With a central repository to keep the massive amounts of data being
constantly accrued, organizations need tools that can help them extract
the most useful information from that data.

Business Intelligence Solutions Market Trends

A data warehouse, combining data analysis and data mining, can bring
together disparate pieces of data into a single format and supplement it
with metadata created through a set of input mechanisms known as
extraction, transformation, and loading (ETL) tools. These technologies
are frequently used in customer relationship management (CRM) to analyze
patterns and query customer databases. Working together, the tools enable
organizations to quickly make knowledgeable business decisions based on
good information analysis.

Analysis of the data includes simple query and reporting functions,
statistical analysis, more complex multidimensional analysis, and data
mining (also known as knowledge discovery in databases, or KDD). Online
analytical processing (OLAP) is most often associated with
multidimensional analysis, which requires powerful data manipulation and
computational capabilities. However, research firm Gartner states that
predictive analytics, along with “other categories of advanced analytics,”
form the fastest-growing analytics market segment.

Definition

[return to top of
this report]

Gathering corporate information from different sources into a single
structure, typically an organization’s data warehouse, can facilitate
analysis of different business activities and enhance the understanding of
underlying trends. Data warehouses are usually separate from production
systems, as the production data is added to the data warehouse at
intervals that vary according to business needs and system constraints.
Raw production data must be cleaned and qualified; therefore it often
differs from the operational data from which it was extracted. The
cleaning process may actually change field names and data characters in
the record to make the revised version compatible with the warehouse data
rule set. This is the province of ETL tools.

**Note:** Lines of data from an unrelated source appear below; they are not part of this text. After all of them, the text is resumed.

// WHY: Heuristic single-pass language classifier over fixed function-word
// tables. Two stages: a Unicode script screen rules out non-Latin text, then
// stop-word frequency scores the five supported Latin-script languages.

use serde::Serialize;
use tracing::debug;

const ENGLISH_STOP_WORDS: &[&str] = &[
    "the", "be", "to", "of", "and", "a", "in", "that", "have", "i", "it", "for", "not", "on",
    "with", "he", "as", "you", "do", "at", "this", "but", "his", "by", "from", "they", "we",
    "say", "her", "she", "or", "an", "will", "my", "all", "would", "there", "their", "what",
    "is", "are", "was", "were", "been", "has", "had", "should", "could", "can",
];

const SPANISH_STOP_WORDS: &[&str] = &[
    "el", "la", "de", "que", "y", "en", "un", "ser", "se", "no", "haber", "por", "con", "su",
    "para", "como", "estar", "tener", "le", "lo", "todo", "pero", "más", "hacer", "o", "poder",
    "decir", "este", "ir", "otro", "ese", "si", "me", "ya", "porque", "cuando", "él", "muy",
    "sin", "sobre", "también", "hasta", "hay", "donde", "quien", "desde", "nos", "durante",
];

const FRENCH_STOP_WORDS: &[&str] = &[
    "le", "la", "de", "et", "les", "des", "en", "un", "du", "une", "que", "est", "pour", "qui",
    "dans", "par", "plus", "pas", "au", "sur", "ne", "se", "ce", "il", "sont", "avec", "son",
    "mais", "comme", "ou", "si", "leur", "dont", "nous", "vous", "je", "tu", "elle", "aux",
    "cette", "ses", "être", "avoir", "fait", "tout", "aussi", "bien", "où",
];

const GERMAN_STOP_WORDS: &[&str] = &[
    "der", "die", "und", "in", "den", "von", "zu", "das", "mit", "sich", "des", "auf", "für",
    "ist", "im", "dem", "nicht", "ein", "eine", "als", "auch", "es", "an", "werden", "aus",
    "er", "hat", "dass", "sie", "nach", "wird", "bei", "einer", "um", "am", "sind", "noch",
    "wie", "einem", "über", "einen", "so", "zum", "war", "haben", "nur", "oder", "aber",
];

const PORTUGUESE_STOP_WORDS: &[&str] = &[
    "o", "a", "de", "que", "e", "do", "da", "em", "um", "para", "é", "com", "não", "uma",
    "os", "no", "se", "na", "por", "mais", "as", "dos", "como", "mas", "foi", "ao", "ele",
    "das", "tem", "à", "seu", "sua", "ou", "ser", "quando", "muito", "há", "nos", "já",
    "está", "eu", "também", "só", "pelo", "pela", "até", "isso", "ela", "entre",
];

/// Identifying metadata for a supported language
#[derive(Serialize, Debug, Clone, Copy, PartialEq, Eq)]
pub struct LanguageInfo {
    pub code: &'static str,
    pub name: &'static str,
}

/// A supported language plus its function-word table
#[derive(Debug, Clone, Copy)]
pub struct LanguageProfile {
    pub info: LanguageInfo,
    pub stop_words: &'static [&'static str],
}

/// The fixed table of supported languages
///
/// Table order is the tie-break priority: when two languages score exactly
/// equal, the earlier entry wins.
pub const SUPPORTED_LANGUAGES: [LanguageProfile; 5] = [
    LanguageProfile {
        info: LanguageInfo { code: "en", name: "English" },
        stop_words: ENGLISH_STOP_WORDS,
    },
    LanguageProfile {
        info: LanguageInfo { code: "es", name: "Spanish" },
        stop_words: SPANISH_STOP_WORDS,
    },
    LanguageProfile {
        info: LanguageInfo { code: "fr", name: "French" },
        stop_words: FRENCH_STOP_WORDS,
    },
    LanguageProfile {
        info: LanguageInfo { code: "de", name: "German" },
        stop_words: GERMAN_STOP_WORDS,
    },
    LanguageProfile {
        info: LanguageInfo { code: "pt", name: "Portuguese" },
        stop_words: PORTUGUESE_STOP_WORDS,
    },
];

/// Tunable detection thresholds and the language table itself
///
/// Modeled as a value so tests can substitute fixture tables instead of
/// patching globals.
#[derive(Debug, Clone)]
pub struct DetectorConfig {
    pub profiles: Vec<LanguageProfile>,
    /// Minimum count of real (alphabetic) words before scoring is attempted
    pub min_word_count: usize,
    /// Winning scores below this floor are reported as unsupported
    pub min_confidence: f64,
    /// Minimum fraction of alphabetic characters that must be Latin script
    pub min_latin_ratio: f64,
}

impl Default for DetectorConfig {
    fn default() -> Self {
        Self {
            profiles: SUPPORTED_LANGUAGES.to_vec(),
            min_word_count: 3,
            min_confidence: 0.10,
            min_latin_ratio: 0.5,
        }
    }
}

/// Result of language detection, produced fresh per call
#[derive(Serialize, Debug, Clone, PartialEq)]
pub struct DetectionResult {
    /// ISO 639-1 code of the detected language, or "unknown"
    pub language: String,
    /// Normalized score in [0,1]
    pub confidence: f64,
    pub is_supported: bool,
    /// Populated when the text falls outside the supported set
    #[serde(skip_serializing_if = "Option::is_none")]
    pub supported_languages: Option<Vec<LanguageInfo>>,
}

impl Default for DetectionResult {
    fn default() -> Self {
        Self {
            language: "unknown".to_string(),
            confidence: 0.0,
            is_supported: false,
            supported_languages: None,
        }
    }
}

/// Detect the language of a text sample with the default configuration
pub fn detect_language(text: &str) -> DetectionResult {
    detect_language_with(text, &DetectorConfig::default())
}

/// Detect the language of a text sample against a caller-supplied table
pub fn detect_language_with(text: &str, config: &DetectorConfig) -> DetectionResult {
    let tokens = tokenize(text);

    // Too little signal to score anything
    if tokens.len() < config.min_word_count {
        debug!(tokens = tokens.len(), "Input below minimum word count");
        return DetectionResult::default();
    }

    // Script screen: mostly non-Latin text cannot match any supported table
    if latin_ratio(text) < config.min_latin_ratio {
        debug!("Non-Latin script dominates, reporting unsupported");
        return DetectionResult {
            supported_languages: Some(supported_language_infos(config)),
            ..Default::default()
        };
    }

    let mut best: Option<(&LanguageProfile, f64)> = None;
    for profile in &config.profiles {
        let matches = tokens
            .iter()
            .filter(|token| profile.stop_words.contains(&token.as_str()))
            .count();
        let score = matches as f64 / tokens.len() as f64;

        // Strict comparison keeps the earlier profile on exact ties
        if best.is_none_or(|(_, best_score)| score > best_score) {
            best = Some((profile, score));
        }
    }

    let Some((winner, score)) = best else {
        return DetectionResult {
            supported_languages: Some(supported_language_infos(config)),
            ..Default::default()
        };
    };

    let confidence = score.min(1.0);

    if confidence < config.min_confidence {
        // Report the best Latin-script guess, but flag it unsupported
        let language = if confidence > 0.0 {
            winner.info.code.to_string()
        } else {
            "unknown".to_string()
        };
        debug!(%language, confidence, "Winning score below confidence floor");
        return DetectionResult {
            language,
            confidence,
            is_supported: false,
            supported_languages: Some(supported_language_infos(config)),
        };
    }

    debug!(language = winner.info.code, confidence, "Detected language");
    DetectionResult {
        language: winner.info.code.to_string(),
        confidence,
        is_supported: true,
        supported_languages: None,
    }
}

/// Pure lookup against the fixed language table
pub fn is_language_supported(code: &str) -> bool {
    SUPPORTED_LANGUAGES
        .iter()
        .any(|profile| profile.info.code == code)
}

/// The fixed list of supported languages
pub fn supported_languages() -> Vec<LanguageInfo> {
    SUPPORTED_LANGUAGES.iter().map(|p| p.info).collect()
}

fn supported_language_infos(config: &DetectorConfig) -> Vec<LanguageInfo> {
    config.profiles.iter().map(|p| p.info).collect()
}

/// Lowercase alphabetic tokens with edge punctuation stripped
fn tokenize(text: &str) -> Vec<String> {
    text.split_whitespace()
        .map(|word| {
            word.trim_matches(|c: char| !c.is_alphanumeric())
                .to_lowercase()
        })
        .filter(|word| !word.is_empty() && word.chars().any(|c| c.is_alphabetic()))
        .collect()
}

/// Fraction of alphabetic characters drawn from Latin blocks
fn latin_ratio(text: &str) -> f64 {
    let mut latin = 0usize;
    let mut total_alpha = 0usize;

    for c in text.chars() {
        if !c.is_alphabetic() {
            continue;
        }
        total_alpha += 1;
        // Basic Latin through Latin Extended-B, plus Latin Extended Additional
        if matches!(c, '\u{0041}'..='\u{024F}' | '\u{1E00}'..='\u{1EFF}') {
            latin += 1;
        }
    }

    if total_alpha == 0 {
        // No letters at all; let the word-count gate handle it
        return 1.0;
    }
    latin as f64 / total_alpha as f64
}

A data warehouse also contains metadata (structure and sources of the raw
data; essentially, data about data), the data model, rules for data
aggregation, replication, distribution and exception handling, and any
other information necessary to map the data warehouse, its inputs, and its
outputs. As the complexity of data analysis grows, so does the amount of
data being stored and analyzed with ever more powerful and faster analysis
tools and hardware platforms required to maintain the data warehouse.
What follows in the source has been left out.